Table 8.2: LAPB and X.25 Configuration
Variables:
ID of the Variable
Description
Configuration Command
LAPB T1
Retransmission timer, or how long the router will wait for an
acknowledgment before polling for a response
lapb t1 (value in milliseconds)
LAPB N1
Maximum bits per frame
lapb n1 (no. of bits)
LAPB N2
Number of retransmit attempts allowed before the link is
declared down
lapb n2 (no. of tries)
LAPB k
LAPB window size, the maximum number of frames that can be
transmitted before an acknowledgment is required
lapb k (number)
LAPB modulo
Frame numbering scheme, the maximum window size is the modulo
less 1
lapb modulo (8 or 128)
channels: incoming, two-way, outgoing
The lowest and highest permissible incoming, outgoing, and
two-way X.25 logical channel numbers
x25 lic, hic, ltc, htc, loc, hoc
x25 modulo
The packet sequence numbering scheme
x25 modulo (8 or 128)
window size input, output
The window size configured for X.25 inbound and outbound
packets
x25 win, wout
packet size input, output
The maximum X.25 packet size
x25 ips, ops
x25 timers
and clear timers
T10–13 for a DCE and T20–23 for DTE, set the restart, call,
reset,
x25 t10 t11, t12, t13, t20, t21, t22, t23
If you can verify cabling, hardware, and leased-line
operation; have appropriate addresses and X.25 DTE/DCE
configuration; and can verify that all of the variables listed in
Table 8.1 are compatible between the two communication devices,
there should be no reason to stop communication.
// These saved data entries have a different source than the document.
use std::collections::HashSet;
use std::sync::Arc;
use std::time::Duration;

use slotgate::allocator::SlotAllocator;
use slotgate::clock::Clock;
use slotgate::counter_store::{CounterStore, MemoryCounterStore};
use slotgate::keys::{cursor_key, hour_counter_key, minute_counter_key};
use slotgate::metrics;
use slotgate::slot::{SlotKey, slot_of};
use test_helpers::*;

fn allocator(store: &Arc<MemoryCounterStore>) -> SlotAllocator {
    SlotAllocator::new(store.clone(), Duration::from_secs(1))
}

async fn cursor(store: &MemoryCounterStore) -> Option<SlotKey> {
    store
        .get(&cursor_key(QUEUE))
        .await
        .unwrap()
        .map(SlotKey::from_epoch_minutes)
}

#[slotgate::test]
async fn absent_cursor_starts_after_current_slot() {
    let fx = Fixture::new(queue_config(5, 100), t0() + 10_000);
    let current = slot_of(fx.now_ms());
    let allocation = allocator(&fx.store)
        .allocate(QUEUE, &queue_config(5, 100), fx.now_ms())
        .await
        .unwrap();

    assert_eq!(allocation.slot, current.next());
    assert!(allocation.reserved);
    assert_eq!(allocation.scanned, 1);
    assert_eq!(cursor(&fx.store).await, Some(current.next()));
    assert_eq!(
        fx.store
            .expires_at_ms(&minute_counter_key(QUEUE, current.next()))
            .await,
        Some(current.next().start_ms() + 120_000)
    );
    assert_eq!(
        fx.store.expires_at_ms(&cursor_key(QUEUE)).await,
        Some(current.next().start_ms() + 3_600_000)
    );
}

#[slotgate::test]
async fn stale_cursor_is_reset() {
    let fx = Fixture::new(queue_config(5, 100), t0() + 1_200_000);
    let current = slot_of(fx.now_ms());
    fx.store
        .set(
            &cursor_key(QUEUE),
            current.offset(-10).epoch_minutes(),
            Duration::from_secs(3600),
        )
        .await
        .unwrap();

    let allocation = allocator(&fx.store)
        .allocate(QUEUE, &queue_config(5, 100), fx.now_ms())
        .await
        .unwrap();
    assert_eq!(allocation.slot, current.next());
    assert_eq!(cursor(&fx.store).await, Some(current.next()));
}

#[slotgate::test]
async fn cursor_pointing_at_current_slot_is_stale() {
    let fx = Fixture::new(queue_config(5, 100), t0());
    let current = slot_of(fx.now_ms());
    fx.store
        .set(&cursor_key(QUEUE), current.epoch_minutes(), Duration::from_secs(3600))
        .await
        .unwrap();
    let allocation = allocator(&fx.store)
        .allocate(QUEUE, &queue_config(5, 100), fx.now_ms())
        .await
        .unwrap();
    assert_eq!(allocation.slot, current.next());
}

#[slotgate::test]
async fn cursor_moves_once_slot_is_full() {
    let config = queue_config(2, 100);
    let fx = Fixture::new(config.clone(), t0());
    let current = slot_of(fx.now_ms());
    let allocator = allocator(&fx.store);

    let first = allocator.allocate(QUEUE, &config, fx.now_ms()).await.unwrap();
    assert_eq!(first.slot, current.next());
    assert_eq!(cursor(&fx.store).await, Some(current.next()));

    let second = allocator.allocate(QUEUE, &config, fx.now_ms()).await.unwrap();
    assert_eq!(second.slot, current.next());
    assert_eq!(cursor(&fx.store).await, Some(current.offset(2)));

    let third = allocator.allocate(QUEUE, &config, fx.now_ms()).await.unwrap();
    assert_eq!(third.slot, current.offset(2));
    assert_eq!(third.scanned, 1, "full slots behind the cursor are not tried again");
}

#[slotgate::test]
async fn full_hour_is_skipped() {
    let config = queue_config(10, 2);
    let fx = Fixture::new(config.clone(), t0() + 600_000);
    let current = slot_of(fx.now_ms());
    let next_hour = current.hour().next().first_slot();
    let allocator = allocator(&fx.store);

    for _ in 0..2 {
        let allocation = allocator.allocate(QUEUE, &config, fx.now_ms()).await.unwrap();
        assert_eq!(allocation.slot, current.next());
    }
    assert_eq!(cursor(&fx.store).await, Some(next_hour));

    let allocation = allocator.allocate(QUEUE, &config, fx.now_ms()).await.unwrap();
    assert_eq!(allocation.slot, next_hour);
    assert!(allocation.reserved);
    assert_eq!(
        fx.store
            .get(&hour_counter_key(QUEUE, next_hour.hour()))
            .await
            .unwrap(),
        Some(1)
    );
}

#[slotgate::test]
async fn full_hour_found_during_scan_is_jumped() {
    let config = queue_config(10, 3);
    let fx = Fixture::new(config.clone(), t0() + 1_800_000);
    let current = slot_of(fx.now_ms());
    fx.store
        .set(
            &hour_counter_key(QUEUE, current.hour()),
            3,
            Duration::from_secs(7200),
        )
        .await
        .unwrap();

    let allocation = allocator(&fx.store)
        .allocate(QUEUE, &config, fx.now_ms())
        .await
        .unwrap();
    assert_eq!(allocation.slot, current.hour().next().first_slot());
    assert_eq!(allocation.scanned, 2);
}

#[slotgate::test]
async fn exhausted_horizon_returns_unreserved_slot() {
    let config = queue_config(1, 100);
    let config = slotgate::settings::QueueConfig {
        scan_horizon_minutes: 3,
        ..config
    };
    let fx = Fixture::new(config.clone(), t0());
    let current = slot_of(fx.now_ms());
    for offset in 1..=3 {
        fx.store
            .set(
                &minute_counter_key(QUEUE, current.offset(offset)),
                1,
                Duration::from_secs(600),
            )
            .await
            .unwrap();
    }

    let metrics = metrics::init().unwrap();
    let allocator = allocator(&fx.store).with_metrics(Some(metrics.clone()));
    let allocation = allocator.allocate(QUEUE, &config, fx.now_ms()).await.unwrap();

    assert_eq!(allocation.slot, current.offset(3));
    assert!(!allocation.reserved);
    assert_eq!(allocation.scanned, 3);
    assert_eq!(cursor(&fx.store).await, Some(current.offset(3)));
    assert!(
        metrics
            .render()
            .contains("slotgate_allocation_exhausted_total{queue=\"send_email\"} 1")
    );

    // Nothing was reserved in the full slots
    for offset in 1..=3 {
        assert_eq!(
            fx.store
                .get(&minute_counter_key(QUEUE, current.offset(offset)))
                .await
                .unwrap(),
            Some(1)
        );
    }
}

#[slotgate::test]
async fn zero_hour_limit_never_reserves() {
    let config = queue_config(10, 0);
    let fx = Fixture::new(config.clone(), t0());
    let allocation = allocator(&fx.store)
        .allocate(QUEUE, &config, fx.now_ms())
        .await
        .unwrap();
    assert!(!allocation.reserved);
    assert!(allocation.slot > slot_of(fx.now_ms()));
    assert_eq!(fx.store.get(&hour_counter_key(QUEUE, allocation.slot.hour())).await.unwrap(), None);
}

#[slotgate::test(flavor = "multi_thread", worker_threads = 4)]
async fn concurrent_allocations_get_distinct_units() {
    let config = queue_config(1, 1_000);
    let fx = Fixture::new(config.clone(), t0() + 42_000);
    let current = slot_of(fx.now_ms());
    let allocator = Arc::new(allocator(&fx.store));

    let mut handles = Vec::new();
    for _ in 0..16 {
        let allocator = Arc::clone(&allocator);
        let config = config.clone();
        let now = fx.now_ms();
        handles.push(tokio::spawn(async move {
            allocator.allocate(QUEUE, &config, now).await.unwrap()
        }));
    }

    let mut slots = HashSet::new();
    for handle in handles {
        let allocation = handle.await.unwrap();
        assert!(allocation.reserved);
        assert!(allocation.slot > current);
        assert!(slots.insert(allocation.slot), "slot {} handed out twice", allocation.slot);
    }
    assert_eq!(slots.len(), 16);
}

#[slotgate::test]
async fn never_allocates_current_or_past_slot() {
    let config = queue_config(3, 10_000);
    let fx = Fixture::new(config.clone(), t0());
    let allocator = allocator(&fx.store);
    for _ in 0..50 {
        let now = fx.clock.now_ms();
        let allocation = allocator.allocate(QUEUE, &config, now).await.unwrap();
        assert!(allocation.slot > slot_of(now));
        fx.clock.advance(Duration::from_secs(17));
    }
}

#[slotgate::test]
async fn cursor_never_moves_backwards() {
    let config = queue_config(1, 100);
    let fx = Fixture::new(config.clone(), t0());
    let current = slot_of(fx.now_ms());
    fx.store
        .set(
            &cursor_key(QUEUE),
            current.offset(30).epoch_minutes(),
            Duration::from_secs(3600),
        )
        .await
        .unwrap();

    let allocation = allocator(&fx.store)
        .allocate(QUEUE, &config, fx.now_ms())
        .await
        .unwrap();
    assert_eq!(allocation.slot, current.offset(30));
    assert_eq!(cursor(&fx.store).await, Some(current.offset(31)));

    // A racing allocator's lower cursor write loses
    let lowered = fx
        .store
        .set_max(
            &cursor_key(QUEUE),
            current.offset(5).epoch_minutes(),
            Duration::from_secs(3600),
        )
        .await
        .unwrap();
    assert_eq!(lowered, current.offset(31).epoch_minutes());
}

#[slotgate::test]
async fn repeated_exhaustion_stays_within_horizon() {
    let config = queue_config(10, 0);
    let fx = Fixture::new(config.clone(), t0() + 7_000);
    let current = slot_of(fx.now_ms());
    let horizon_last = current.offset(i64::from(config.scan_horizon_minutes));
    let allocator = allocator(&fx.store);

    for round in 0..5 {
        let allocation = allocator.allocate(QUEUE, &config, fx.now_ms()).await.unwrap();
        assert!(!allocation.reserved);
        assert!(allocation.slot > current);
        assert!(
            allocation.slot <= horizon_last,
            "round {} returned {} beyond {}",
            round,
            allocation.slot,
            horizon_last
        );
    }
    assert!(cursor(&fx.store).await.unwrap() <= horizon_last);
}

#[slotgate::test]
async fn cursor_beyond_horizon_is_not_followed() {
    let config = slotgate::settings::QueueConfig {
        scan_horizon_minutes: 10,
        ..queue_config(1, 100)
    };
    let fx = Fixture::new(config.clone(), t0());
    let current = slot_of(fx.now_ms());
    fx.store
        .set(
            &cursor_key(QUEUE),
            current.offset(50).epoch_minutes(),
            Duration::from_secs(3600),
        )
        .await
        .unwrap();

    let allocation = allocator(&fx.store)
        .allocate(QUEUE, &config, fx.now_ms())
        .await
        .unwrap();
    assert_eq!(allocation.slot, current.offset(10));
    assert!(!allocation.reserved);
    assert_eq!(allocation.scanned, 0);
}
use std::sync::Arc;

use crate::admission::AdmissionEngine;
use crate::clock::Clock;
use crate::counter_store::{CounterStore, CounterStoreError, MemoryCounterStore, SlateCounterStore};
use crate::metrics::Metrics;
use crate::settings::{AppConfig, Backend, StoreConfig};

/// An opened counter store. The SlateDB handle is kept so callers can close it.
pub struct OpenedStore {
    pub store: Arc<dyn CounterStore>,
    pub slate: Option<Arc<SlateCounterStore>>,
}

impl OpenedStore {
    pub async fn close(&self) -> Result<(), CounterStoreError> {
        match &self.slate {
            Some(slate) => slate.close().await,
            None => Ok(()),
        }
    }
}

/// Open the counter store described by `cfg`. The `memory` backend uses the
/// in-process store; every other backend is persisted through SlateDB.
pub async fn open_counter_store(
    cfg: &StoreConfig,
    clock: Arc<dyn Clock>,
) -> Result<OpenedStore, CounterStoreError> {
    match cfg.backend {
        Backend::Memory => Ok(OpenedStore {
            store: MemoryCounterStore::new_arc(clock),
            slate: None,
        }),
        _ => {
            let slate = Arc::new(SlateCounterStore::open(cfg, clock).await?);
            Ok(OpenedStore {
                store: slate.clone(),
                slate: Some(slate),
            })
        }
    }
}

/// Build an admission engine over `store` using the queues and timeout from `cfg`.
pub fn build_engine(
    cfg: &AppConfig,
    store: Arc<dyn CounterStore>,
    metrics: Option<Metrics>,
) -> AdmissionEngine {
    let engine = AdmissionEngine::new(store, Arc::new(cfg.queue_table()), cfg.store.timeout());
    match metrics {
        Some(metrics) => engine.with_metrics(metrics),
        None => engine,
    }
}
If problems still
exist, the last resort is to connect a serial line analyzer and see
if one end is sending the SABM initialization sequence and the other
is responding with UA frames. If all the troubleshooting activities
listed here check out okay (i.e., that everything is functioning as
it should), you should contact the X.25 network vendor and ask for
assistance in resolving any other issues.
The outputs of the debuglapb and debug x25
commands provide extensive and in-depth analysis of the
communication between X.25-connected devices. If you are going to
spend considerable amounts of time with LAPB and X.25 communication
problems, it is worth referring to the Cisco documentation or
talking to a Cisco Systems engineer.